## Problem to work on
Please restate the lines shown below exactly, every one of them.

══ Extracted information ══

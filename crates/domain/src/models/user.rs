//! User accounts and authentication payloads.

use chrono::{DateTime, Utc};
use serde::{Deserialize, Serialize};
use std::fmt;
use std::str::FromStr;
use uuid::Uuid;
use validator::Validate;

/// Minimum accepted password length.
pub const MIN_PASSWORD_LEN: u64 = 6;

/// Account role.
#[derive(Debug, Clone, Copy, PartialEq, Eq, Serialize, Deserialize)]
#[serde(rename_all = "SCREAMING_SNAKE_CASE")]
pub enum Role {
    Admin,
    Affiliate,
}

impl Role {
    pub fn as_str(&self) -> &'static str {
        match self {
            Role::Admin => "ADMIN",
            Role::Affiliate => "AFFILIATE",
        }
    }
}

impl FromStr for Role {
    type Err = String;

    fn from_str(s: &str) -> Result<Self, Self::Err> {
        match s.to_uppercase().as_str() {
            "ADMIN" => Ok(Role::Admin),
            "AFFILIATE" => Ok(Role::Affiliate),
            _ => Err(format!("Invalid role: {}", s)),
        }
    }
}

impl fmt::Display for Role {
    fn fmt(&self, f: &mut fmt::Formatter<'_>) -> fmt::Result {
        write!(f, "{}", self.as_str())
    }
}

/// A user account. Affiliates carry a back-reference to their affiliate row.
#[derive(Debug, Clone, Serialize, Deserialize)]
#[serde(rename_all = "camelCase")]
pub struct User {
    pub id: Uuid,
    pub email: String,
    #[serde(skip_serializing)]
    pub password_hash: String,
    pub name: String,
    pub role: Role,
    pub affiliate_id: Option<Uuid>,
    pub created_at: DateTime<Utc>,
    pub updated_at: DateTime<Utc>,
}

impl User {
    pub fn is_admin(&self) -> bool {
        self.role == Role::Admin
    }
}

/// Public view of a user.
#[derive(Debug, Clone, Serialize)]
#[serde(rename_all = "camelCase")]
pub struct UserResponse {
    pub id: Uuid,
    pub email: String,
    pub name: String,
    pub role: Role,
    pub affiliate_id: Option<Uuid>,
    pub created_at: DateTime<Utc>,
}

impl From<User> for UserResponse {
    fn from(user: User) -> Self {
        Self {
            id: user.id,
            email: user.email,
            name: user.name,
            role: user.role,
            affiliate_id: user.affiliate_id,
            created_at: user.created_at,
        }
    }
}

#[derive(Debug, Clone, Deserialize, Validate)]
pub struct LoginRequest {
    #[validate(email(message = "Invalid email format"))]
    pub email: String,
    #[validate(length(min = 1, message = "Password is required"))]
    pub password: String,
}

#[derive(Debug, Clone, Serialize)]
pub struct LoginResponse {
    pub token: String,
    pub user: UserResponse,
}

/// Admin-side account creation.
#[derive(Debug, Clone, Deserialize, Validate)]
#[serde(rename_all = "camelCase")]
pub struct RegisterUserRequest {
    #[validate(email(message = "Invalid email format"))]
    pub email: String,
    #[validate(length(min = 6, message = "Password must be at least 6 characters"))]
    pub password: String,
    #[validate(custom(function = "shared::validation::validate_name"))]
    pub name: String,
    pub role: Option<Role>,
}

#[derive(Debug, Clone, Deserialize, Validate)]
#[serde(rename_all = "camelCase")]
pub struct ResetPasswordRequest {
    #[validate(length(min = 6, message = "Password must be at least 6 characters"))]
    pub new_password: String,
}

/// Self-service change of email and/or password.
#[derive(Debug, Clone, Deserialize, Validate)]
#[serde(rename_all = "camelCase")]
pub struct ChangeCredentialsRequest {
    #[validate(length(min = 1, message = "Current password is required"))]
    pub current_password: String,
    #[validate(email(message = "Invalid email format"))]
    pub new_email: Option<String>,
    #[validate(length(min = 6, message = "Password must be at least 6 characters"))]
    pub new_password: Option<String>,
}

impl ChangeCredentialsRequest {
    pub fn is_empty(&self) -> bool {
        self.new_email.is_none() && self.new_password.is_none()
    }
}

═══

## Output
filename crates/domain/src/models/user.rs
//! User accounts and authentication payloads.

use chrono::{DateTime, Utc};
use serde::{Deserialize, Serialize};
use std::fmt;
use std::str::FromStr;
use uuid::Uuid;
use validator::Validate;

/// Minimum accepted password length.
pub const MIN_PASSWORD_LEN: u64 = 6;

/// Account role.
#[derive(Debug, Clone, Copy, PartialEq, Eq, Serialize, Deserialize)]
#[serde(rename_all = "SCREAMING_SNAKE_CASE")]
pub enum Role {
    Admin,
    Affiliate,
}

impl Role {
    pub fn as_str(&self) -> &'static str {
        match self {
            Role::Admin => "ADMIN",
            Role::Affiliate => "AFFILIATE",
        }
    }
}

impl FromStr for Role {
    type Err = String;

    fn from_str(s: &str) -> Result<Self, Self::Err> {
        match s.to_uppercase().as_str() {
            "ADMIN" => Ok(Role::Admin),
            "AFFILIATE" => Ok(Role::Affiliate),
            _ => Err(format!("Invalid role: {}", s)),
        }
    }
}

impl fmt::Display for Role {
    fn fmt(&self, f: &mut fmt::Formatter<'_>) -> fmt::Result {
        write!(f, "{}", self.as_str())
    }
}

/// A user account. Affiliates carry a back-reference to their affiliate row.
#[derive(Debug, Clone, Serialize, Deserialize)]
#[serde(rename_all = "camelCase")]
pub struct User {
    pub id: Uuid,
    pub email: String,
    #[serde(skip_serializing)]
    pub password_hash: String,
    pub name: String,
    pub role: Role,
    pub affiliate_id: Option<Uuid>,
    pub created_at: DateTime<Utc>,
    pub updated_at: DateTime<Utc>,
}

impl User {
    pub fn is_admin(&self) -> bool {
        self.role == Role::Admin
    }
}

/// Public view of a user.
#[derive(Debug, Clone, Serialize)]
#[serde(rename_all = "camelCase")]
pub struct UserResponse {
    pub id: Uuid,
    pub email: String,
    pub name: String,
    pub role: Role,
    pub affiliate_id: Option<Uuid>,
    pub created_at: DateTime<Utc>,
}

impl From<User> for UserResponse {
    fn from(user: User) -> Self {
        Self {
            id: user.id,
            email: user.email,
            name: user.name,
            role: user.role,
            affiliate_id: user.affiliate_id,
            created_at: user.created_at,
        }
    }
}

#[derive(Debug, Clone, Deserialize, Validate)]
pub struct LoginRequest {
    #[validate(email(message = "Invalid email format"))]
    pub email: String,
    #[validate(length(min = 1, message = "Password is required"))]
    pub password: String,
}

#[derive(Debug, Clone, Serialize)]
pub struct LoginResponse {
    pub token: String,
    pub user: UserResponse,
}

/// Admin-side account creation.
#[derive(Debug, Clone, Deserialize, Validate)]
#[serde(rename_all = "camelCase")]
pub struct RegisterUserRequest {
    #[validate(email(message = "Invalid email format"))]
    pub email: String,
    #[validate(length(min = 6, message = "Password must be at least 6 characters"))]
    pub password: String,
    #[validate(custom(function = "shared::validation::validate_name"))]
    pub name: String,
    pub role: Option<Role>,
}

#[derive(Debug, Clone, Deserialize, Validate)]
#[serde(rename_all = "camelCase")]
pub struct ResetPasswordRequest {
    #[validate(length(min = 6, message = "Password must be at least 6 characters"))]
    pub new_password: String,
}

/// Self-service change of email and/or password.
#[derive(Debug, Clone, Deserialize, Validate)]
#[serde(rename_all = "camelCase")]
pub struct ChangeCredentialsRequest {
    #[validate(length(min = 1, message = "Current password is required"))]
    pub current_password: String,
    #[validate(email(message = "Invalid email format"))]
    pub new_email: Option<String>,
    #[validate(length(min = 6, message = "Password must be at least 6 characters"))]
    pub new_password: Option<String>,
}

impl ChangeCredentialsRequest {
    pub fn is_empty(&self) -> bool {
        self.new_email.is_none() && self.new_password.is_none()
    }
}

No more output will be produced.